Due to having strong, diffuse abdominal pain, a 56-year-old man heads off to the emergency department. The man has tachycardia and hypothermia, but his cardiopulmonary state is stable. The pain has persisted for 14 hours; its intensity is still increasing. The abdominal wall of the patient is very tense and tender to touch.
The search for the focus
The laboratory study shows noticeable lactic acidosis. The patient's pre-existing conditions include bipolar disorder, alcoholism and diverticulosis. For four days he has also suffered from constipation, which he has tried in vain to treat with various home remedies, he says.
Looking at a CT, the doctors see a fluid accumulation along the colon ascendens in the retroperitoneum. In addition a volume of air is present, both there and in the mediastinum.
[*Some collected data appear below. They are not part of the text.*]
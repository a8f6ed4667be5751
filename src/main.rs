//! Command line runner for the league rating engine
//!
//! Loads a JSON document store, runs a full or incremental calculation (or
//! computes Swiss standings), writes the store back and prints the result as
//! JSON on stdout.

use anyhow::Result;
use clap::{Args as ClapArgs, Parser, Subcommand};
use league_ratings::config::AppConfig;
use league_ratings::metrics::MetricsCollector;
use league_ratings::processing::{
    CancellationHandle, ChronologicalProcessor, Repositories, RunRequest,
};
use league_ratings::ranking::season_standings;
use league_ratings::repository::{Dataset, InMemoryStore};
use league_ratings::types::RunMode;
use std::path::PathBuf;
use std::sync::Arc;
use tokio::signal;
use tracing::{error, info, warn};

/// League rating engine
#[derive(Parser)]
#[command(
    name = "league-ratings",
    version,
    about = "Chronological skill ratings, rankings and Swiss standings for a multi-season league"
)]
struct Args {
    /// Configuration file path
    #[arg(
        short,
        long,
        value_name = "FILE",
        help = "Path to configuration file (TOML format)"
    )]
    config: Option<PathBuf>,

    /// Log level override
    #[arg(
        short,
        long,
        value_name = "LEVEL",
        help = "Override log level (trace, debug, info, warn, error)"
    )]
    log_level: Option<String>,

    /// Data file override
    #[arg(long, value_name = "FILE", help = "JSON document store to read and update")]
    data_file: Option<PathBuf>,

    /// Enable debug mode
    #[arg(short, long, help = "Enable debug mode with verbose logging")]
    debug: bool,

    /// Dry run mode (validate config and exit)
    #[arg(long, help = "Validate configuration and data file, then exit")]
    dry_run: bool,

    #[command(subcommand)]
    command: Command,
}

#[derive(Subcommand)]
enum Command {
    /// Reprocess every round, resetting round tracking
    Full(RunArgs),
    /// Apply only rounds not yet calculated, resuming from the latest snapshot
    Incremental(RunArgs),
    /// Print Swiss standings for one season
    Swiss {
        #[arg(long, value_name = "SEASON")]
        season: String,
    },
}

#[derive(ClapArgs)]
struct RunArgs {
    /// Restrict the run to these seasons
    #[arg(long = "season", value_name = "SEASON")]
    seasons: Vec<String>,

    /// Disable inactivity decay for this run
    #[arg(long)]
    no_decay: bool,

    /// Index of the first season to load, 0 = earliest
    #[arg(long, value_name = "INDEX")]
    start_index: Option<usize>,

    /// Games that count toward totals but not toward ratings
    #[arg(long = "exclude-game", value_name = "GAME")]
    excluded_games: Vec<String>,
}

impl RunArgs {
    fn into_request(self, mode: RunMode) -> RunRequest {
        let mut request = RunRequest::new(mode)
            .with_seasons(self.seasons)
            .excluding_from_rating(self.excluded_games);
        if self.no_decay {
            request = request.without_decay();
        }
        if let Some(index) = self.start_index {
            request = request.starting_at(index);
        }
        request
    }
}

/// Initialize structured logging with the configured level
fn init_logging(log_level: &str) -> Result<()> {
    let subscriber = tracing_subscriber::fmt()
        .with_env_filter(
            tracing_subscriber::EnvFilter::try_from_default_env()
                .unwrap_or_else(|_| log_level.into()),
        )
        .with_writer(std::io::stderr)
        .with_target(false)
        .with_line_number(true)
        .finish();

    tracing::subscriber::set_global_default(subscriber)
        .map_err(|e| anyhow::anyhow!("Failed to initialize logging: {}", e))?;

    Ok(())
}

/// Load and merge configuration from environment and CLI arguments
fn load_config(args: &Args) -> Result<AppConfig> {
    let mut config = if let Some(config_path) = &args.config {
        AppConfig::from_file(config_path)?
    } else {
        AppConfig::from_env()?
    };

    if let Some(log_level) = &args.log_level {
        config.service.log_level = log_level.clone();
    }

    if args.debug {
        config.service.log_level = "debug".to_string();
    }

    if let Some(data_file) = &args.data_file {
        config.storage.data_file = data_file.clone();
    }

    league_ratings::config::validate_config(&config)?;
    Ok(config)
}

/// Cancel the run at the next round boundary on Ctrl+C
fn cancel_on_interrupt(handle: CancellationHandle) {
    tokio::spawn(async move {
        match signal::ctrl_c().await {
            Ok(()) => {
                warn!("Interrupt received, stopping after the current round");
                handle.cancel();
            }
            Err(e) => warn!("Failed to install Ctrl+C handler: {}", e),
        }
    });
}

async fn run(args: Args, config: AppConfig) -> Result<()> {
    let data_file = config.storage.data_file.clone();
    let dataset = Dataset::from_file(&data_file)?;
    info!(
        "Loaded {} seasons, {} teams and {} games from {}",
        dataset.seasons.len(),
        dataset.teams.len(),
        dataset.games.len(),
        data_file.display()
    );

    if args.dry_run {
        info!("Configuration and data file are valid");
        return Ok(());
    }

    let store = Arc::new(InMemoryStore::from_dataset(dataset));

    let request = match args.command {
        Command::Full(run_args) => run_args.into_request(RunMode::Full),
        Command::Incremental(run_args) => run_args.into_request(RunMode::Incremental),
        Command::Swiss { season } => {
            let standings = season_standings(store.as_ref(), &season).await?;
            println!("{}", serde_json::to_string_pretty(&standings)?);
            return Ok(());
        }
    };

    let metrics = Arc::new(MetricsCollector::new()?);
    let processor =
        ChronologicalProcessor::new(Repositories::from_store(store.clone()), &config, metrics)?;

    let cancel = CancellationHandle::new();
    cancel_on_interrupt(cancel.clone());

    let summary = processor.run_with_cancellation(request, cancel).await?;

    store.dataset()?.write_file(&data_file)?;
    info!("Wrote updated store to {}", data_file.display());

    println!("{}", serde_json::to_string_pretty(&summary)?);
    Ok(())
}

#[tokio::main]
async fn main() -> Result<()> {
    let args = Args::parse();

    let config = load_config(&args).unwrap_or_else(|e| {
        eprintln!("Configuration error: {}", e);
        std::process::exit(1);
    });

    if let Err(e) = init_logging(&config.service.log_level) {
        eprintln!("Failed to initialize logging: {}", e);
        std::process::exit(1);
    }

    info!("{} v{}", config.service.name, league_ratings::VERSION);

    if let Err(e) = run(args, config).await {
        error!("{:#}", e);
        std::process::exit(1);
    }

    Ok(())
}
On the basis of this finding, the doctors decide to conduct an explorative laparotomy. Parts of the colon ascendens turn out to be gangrenous; the caecum is perforated. A large amount of stool has spread out over the perforation along the mesentery. The surgeons remove the caecum and colon ascendens and rinse the abdomen.
They send the excised section to pathology. They report that there is no evidence of malignancy in the affected intestinal tract, nor are obstructions, diverticula or polyps found. In addition, since the patient does not suffer from chronic inflammatory bowel disease and has had no colonoscopy recently, nor taken drugs such as ipilimumab, the doctors continue to investigate the possible cause of the bowel wall rupture.
In the end, they come across one of the so-called "home remedies" with which the patient tried to eliminate his constipation. He says that he tried to pull the stool through with suction force using a drainpipe plunger intended for use in the toilet.
Since such a commercially available "Pömpel" plunger moves 650 ml of air per application, the treating physicians consider it probable that the compressed air introduced to the intestine led to the perforation of the caecum. Pressure trauma in the intestine is in general not uncommon, they write in their report. However, the location of the rupture is so specifically unusual that when such a finding is found, unusual pathomechanisms should be considered, they write.